AHe had to repeat the last academic year because of his non-attendance
Ioan Tudose, the director of the school in Zmeu, tells that Alex missed school so much last year that he had to repeat the year. He knows that he has a precarious situation at home, but he could not pass him. This year, though, the boy has started studying again and the primary school teacher is confident that he will finish the year with good grades. “He is not repeating the year because he did not manage, but because of his non-attendance. Now, the primary school teacher told me that he comes to school and makes friends, things that make us happy, says Tudose, the school director.
Alex told the director that last year a boy hit him on his head with a stone, but that took place outside school. He went to hospital and recovered pretty quickly and says that this is how older boys are, there is nothing he can do to them and he tries to make friends among the others.
“I do not have problems with the children all the time. I get along the best with the colleague I share the desk with.

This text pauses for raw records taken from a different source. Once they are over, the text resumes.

//! The transitive-closure index: (ancestor, descendant, depth) triples
//! with uniqueness on the (ancestor, descendant) pair

use crate::error::{Result, TreeError};
use crate::model::{ClosureEdge, NodeId};
use std::collections::BTreeMap;

/// Set of closure edges. Pure storage with uniqueness; the maintenance
/// rules live in `guard` and `maintain`.
///
/// Two mirrored orderings are kept so that both `descendants_of` (scan by
/// ancestor) and `ancestors_of` (scan by descendant) are range queries,
/// the same way the generated SQL indexes the closure table from both
/// ends.
#[derive(Clone, Default, PartialEq, Eq)]
pub struct ClosureIndex {
    by_ancestor: BTreeMap<(NodeId, NodeId), u32>,
    by_descendant: BTreeMap<(NodeId, NodeId), u32>,
}

impl std::fmt::Debug for ClosureIndex {
    fn fmt(&self, f: &mut std::fmt::Formatter<'_>) -> std::fmt::Result {
        f.debug_struct("ClosureIndex")
            .field("edge_count", &self.by_ancestor.len())
            .finish()
    }
}

fn key_range(id: NodeId) -> std::ops::RangeInclusive<(NodeId, NodeId)> {
    (id, NodeId(i64::MIN))..=(id, NodeId(i64::MAX))
}

impl ClosureIndex {
    pub fn new() -> Self {
        ClosureIndex::default()
    }

    /// Insert an edge. Fails with `DuplicateEdge` if the pair exists.
    pub fn insert_edge(&mut self, edge: ClosureEdge) -> Result<()> {
        if self
            .by_ancestor
            .contains_key(&(edge.ancestor, edge.descendant))
        {
            return Err(TreeError::DuplicateEdge {
                ancestor: edge.ancestor,
                descendant: edge.descendant,
            });
        }
        self.by_ancestor
            .insert((edge.ancestor, edge.descendant), edge.depth);
        self.by_descendant
            .insert((edge.descendant, edge.ancestor), edge.depth);
        Ok(())
    }

    /// Remove the edge between a pair, if present. Returns its depth.
    pub fn remove_edge(&mut self, ancestor: NodeId, descendant: NodeId) -> Option<u32> {
        let depth = self.by_ancestor.remove(&(ancestor, descendant))?;
        self.by_descendant.remove(&(descendant, ancestor));
        Some(depth)
    }

    /// Depth between a pair, or `None` when no relationship exists.
    pub fn depth_between(&self, ancestor: NodeId, descendant: NodeId) -> Option<u32> {
        self.by_ancestor.get(&(ancestor, descendant)).copied()
    }

    pub fn contains(&self, ancestor: NodeId, descendant: NodeId) -> bool {
        self.by_ancestor.contains_key(&(ancestor, descendant))
    }

    /// All edges where `id` is the descendant, self-edge included: the
    /// node's ancestor chain, in ancestor-id order.
    pub fn ancestors_of(&self, id: NodeId) -> Vec<ClosureEdge> {
        self.by_descendant
            .range(key_range(id))
            .map(|(&(descendant, ancestor), &depth)| ClosureEdge::new(ancestor, descendant, depth))
            .collect()
    }

    /// All edges where `id` is the ancestor, self-edge included: the
    /// node's subtree, in descendant-id order.
    pub fn descendants_of(&self, id: NodeId) -> Vec<ClosureEdge> {
        self.by_ancestor
            .range(key_range(id))
            .map(|(&(ancestor, descendant), &depth)| ClosureEdge::new(ancestor, descendant, depth))
            .collect()
    }

    /// Remove every edge referencing `id` in either role. Returns how
    /// many edges were dropped.
    pub fn remove_all_for(&mut self, id: NodeId) -> usize {
        let mut dropped = 0;
        for edge in self.descendants_of(id) {
            self.remove_edge(edge.ancestor, edge.descendant);
            dropped += 1;
        }
        // The self-edge was already removed by the pass above.
        for edge in self.ancestors_of(id) {
            if self.remove_edge(edge.ancestor, edge.descendant).is_some() {
                dropped += 1;
            }
        }
        dropped
    }

    pub fn len(&self) -> usize {
        self.by_ancestor.len()
    }

    pub fn is_empty(&self) -> bool {
        self.by_ancestor.is_empty()
    }

    /// All edges in (ancestor, descendant) order.
    pub fn iter(&self) -> impl Iterator<Item = ClosureEdge> + '_ {
        self.by_ancestor
            .iter()
            .map(|(&(ancestor, descendant), &depth)| ClosureEdge::new(ancestor, descendant, depth))
    }
}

I talk mainly to the girls at school”, says Alex.
In the small room where the six members of the Tofan family live, Alex takes a reading manual out of the bag with faded colours he is using at school. He does not have any homework for tomorrow, he tells me proudly, but he has to read a poem – “The Chickens”. Guided by his parents, he reads slowly pronouncing the syllables individually. “The-Chi-ckens. The Chickens. Sit without du-vets. Duvets. The chickens are without duvets”, says happy that he managed to understand the writing in the manual.
When he sees that I am looking at his frayed reading book, he apologises quickly. “It’s not my fault, if this is how I got it from the primary school teacher? She gives the better ones to the Romanians from up the hill, because they are better”, says the boy under his father critical looks, who would have liked for him to stop talking. Alex sees his look and shuts up quickly, buries his head in the book, following the chickens with the finger on the paper.
The story has changed this year
Alex’s story has turned into a tale of redemption. Even if he is not aware of which disease he suffers from, Alex took courage and went to school constantly, improved his grades and he started liking a girl. I ask him what is her name and he tells me blushing like an iron taken out of fire, “Maria, from up the hill”.
He enjoys being at school because he plays football daily. Sometimes, when he finds a ball, he plays football in the street; he prefers to play forward and to score goals. He idolises Messi and Cristiano Ronaldo, but le likes Messi the most, because he is short just like him and runs fast.
But, he would like to be a doctor when he grows older. He is not in for the money or for leaving the poverty in which he was born into, but to help people out and sort out his only problem who prevented him to have a life just like his colleagues, some who “always laugh of me”.
“I want to be a doctor just like the other doctors, to help people out I want to know what is my problem and to get well.”